▶ [DATA SUPPLIED]

= Beginning of Section =

//! Module transformer.
//!
//! Rewrites statement-level `import`/`export` syntax into the call-based
//! protocol the execution engine understands: an injected [`EXPORTS_RECORD`]
//! map with an `exports` field, and an injected `require(name)` resolver.
//!
//! Only statements at the top level of a unit are considered. A small
//! lexer skips strings, backtick strings (including `${...}` sections),
//! character literals and comments, so import/export-looking text inside
//! them is never touched. Anything outside the supported grammar is
//! rejected with a [`TransformError`] instead of being rewritten.
//!
//! Supported forms:
//!
//! ```text
//! import name from "src";                 let name = require("src");
//! import { a, b as c } from "src";        let _import_0 = require("src"); let a = _import_0.a; let c = _import_0.b;
//! import * as ns from "src";              let ns = require("src");
//! import "src" as ns;                     let ns = require("src");
//! import "src";                           require("src");
//! export default expr;                    unit.exports = expr;
//! export default fn name(..) {..}         fn name(..) {..}        + unit.exports = Fn("name");
//! export { a, b as c };                   unit.exports = #{ a: a, c: b };
//! export const X = ..;                    const X = ..;           + unit.exports.X = X;
//! export fn name(..) {..}                 fn name(..) {..}        + unit.exports.name = Fn("name");
//! export x as y;                          unit.exports.y = x;
//! ```
//!
//! Output keeps every original line at its original line number.

use std::collections::HashSet;

use thiserror::Error;

/// Name of the record injected into every unit; its `exports` field is the
/// unit's exported surface.
pub const EXPORTS_RECORD: &str = "unit";

/// Name of the injected module resolver.
pub const REQUIRE_FN: &str = "require";

/// A unit that cannot be rewritten.
#[derive(Debug, Clone, PartialEq, Eq, Error)]
#[error("line {line}: {message}")]
pub struct TransformError {
    /// 1-based line of the offending statement.
    pub line: usize,
    pub message: String,
}

/// Rewrite one unit of source text. Pure and deterministic.
pub fn transform(source: &str) -> Result<String, TransformError> {
    let scan = scan(source)?;
    let mut renderer = Renderer {
        src: source,
        fn_names: scan.fn_names,
        trailing: Vec::new(),
        temps: 0,
    };

    let mut out = String::with_capacity(source.len() + 64);
    let mut last = 0;
    for stmt in &scan.statements {
        out.push_str(&source[last..stmt.start]);
        let replacement = renderer.render(stmt)?;
        out.push_str(&replacement);
        let original = newlines(&source[stmt.start..stmt.end]);
        for _ in newlines(&replacement)..original {
            out.push('\n');
        }
        last = stmt.end;
    }
    out.push_str(&source[last..]);

    if !renderer.trailing.is_empty() {
        if !out.ends_with('\n') {
            out.push('\n');
        }
        if scan.needs_separator {
            out.push_str("; ");
        }
        out.push_str(&renderer.trailing.join(" "));
        out.push('\n');
    }

    Ok(out)
}

fn newlines(text: &str) -> usize {
    text.bytes().filter(|b| *b == b'\n').count()
}

fn line_at(src: &str, offset: usize) -> usize {
    newlines(&src[..offset.min(src.len())]) + 1
}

= End of Section =

Your response should consist of the whole listing, repeated exactly.

//! Module transformer.
//!
//! Rewrites statement-level `import`/`export` syntax into the call-based
//! protocol the execution engine understands: an injected [`EXPORTS_RECORD`]
//! map with an `exports` field, and an injected `require(name)` resolver.
//!
//! Only statements at the top level of a unit are considered. A small
//! lexer skips strings, backtick strings (including `${...}` sections),
//! character literals and comments, so import/export-looking text inside
//! them is never touched. Anything outside the supported grammar is
//! rejected with a [`TransformError`] instead of being rewritten.
//!
//! Supported forms:
//!
//! ```text
//! import name from "src";                 let name = require("src");
//! import { a, b as c } from "src";        let _import_0 = require("src"); let a = _import_0.a; let c = _import_0.b;
//! import * as ns from "src";              let ns = require("src");
//! import "src" as ns;                     let ns = require("src");
//! import "src";                           require("src");
//! export default expr;                    unit.exports = expr;
//! export default fn name(..) {..}         fn name(..) {..}        + unit.exports = Fn("name");
//! export { a, b as c };                   unit.exports = #{ a: a, c: b };
//! export const X = ..;                    const X = ..;           + unit.exports.X = X;
//! export fn name(..) {..}                 fn name(..) {..}        + unit.exports.name = Fn("name");
//! export x as y;                          unit.exports.y = x;
//! ```
//!
//! Output keeps every original line at its original line number.

use std::collections::HashSet;

use thiserror::Error;

/// Name of the record injected into every unit; its `exports` field is the
/// unit's exported surface.
pub const EXPORTS_RECORD: &str = "unit";

/// Name of the injected module resolver.
pub const REQUIRE_FN: &str = "require";

/// A unit that cannot be rewritten.
#[derive(Debug, Clone, PartialEq, Eq, Error)]
#[error("line {line}: {message}")]
pub struct TransformError {
    /// 1-based line of the offending statement.
    pub line: usize,
    pub message: String,
}

/// Rewrite one unit of source text. Pure and deterministic.
pub fn transform(source: &str) -> Result<String, TransformError> {
    let scan = scan(source)?;
    let mut renderer = Renderer {
        src: source,
        fn_names: scan.fn_names,
        trailing: Vec::new(),
        temps: 0,
    };

    let mut out = String::with_capacity(source.len() + 64);
    let mut last = 0;
    for stmt in &scan.statements {
        out.push_str(&source[last..stmt.start]);
        let replacement = renderer.render(stmt)?;
        out.push_str(&replacement);
        let original = newlines(&source[stmt.start..stmt.end]);
        for _ in newlines(&replacement)..original {
            out.push('\n');
        }
        last = stmt.end;
    }
    out.push_str(&source[last..]);

    if !renderer.trailing.is_empty() {
        if !out.ends_with('\n') {
            out.push('\n');
        }
        if scan.needs_separator {
            out.push_str("; ");
        }
        out.push_str(&renderer.trailing.join(" "));
        out.push('\n');
    }

    Ok(out)
}

fn newlines(text: &str) -> usize {
    text.bytes().filter(|b| *b == b'\n').count()
}

fn line_at(src: &str, offset: usize) -> usize {
    newlines(&src[..offset.min(src.len())]) + 1
}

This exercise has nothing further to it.